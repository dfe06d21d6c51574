use serde::{Deserialize, Serialize};
use std::fmt;

/// Dotted method name, e.g. `tunnel.connect`, sent as `["tunnel", "connect"]`
#[derive(Debug, Clone, PartialEq, Eq, Hash, PartialOrd, Ord, Serialize, Deserialize)]
#[serde(transparent)]
pub struct MethodPath(Vec<String>);

impl MethodPath {
    pub fn new<I, S>(segments: I) -> Self
    where
        I: IntoIterator<Item = S>,
        S: Into<String>,
    {
        Self(segments.into_iter().map(Into::into).collect())
    }

    pub fn segments(&self) -> &[String] {
        &self.0
    }

    pub fn is_empty(&self) -> bool {
        self.0.is_empty()
    }
}

impl From<&str> for MethodPath {
    fn from(dotted: &str) -> Self {
        Self::new(dotted.split('.').filter(|s| !s.is_empty()))
    }
}

impl fmt::Display for MethodPath {
    fn fmt(&self, f: &mut fmt::Formatter<'_>) -> fmt::Result {
        f.write_str(&self.0.join("."))
    }
}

___

# [WHAT YOU HAVE TO DO]
All lines from the one that holds "Self::new(dotted.split('.').filter(|s| !s.is_empty()))" through the end of the material, both ends included, should be restated exactly.

# [TASK RESULT]
        Self::new(dotted.split('.').filter(|s| !s.is_empty()))
    }
}

impl fmt::Display for MethodPath {
    fn fmt(&self, f: &mut fmt::Formatter<'_>) -> fmt::Result {
        f.write_str(&self.0.join("."))
    }
}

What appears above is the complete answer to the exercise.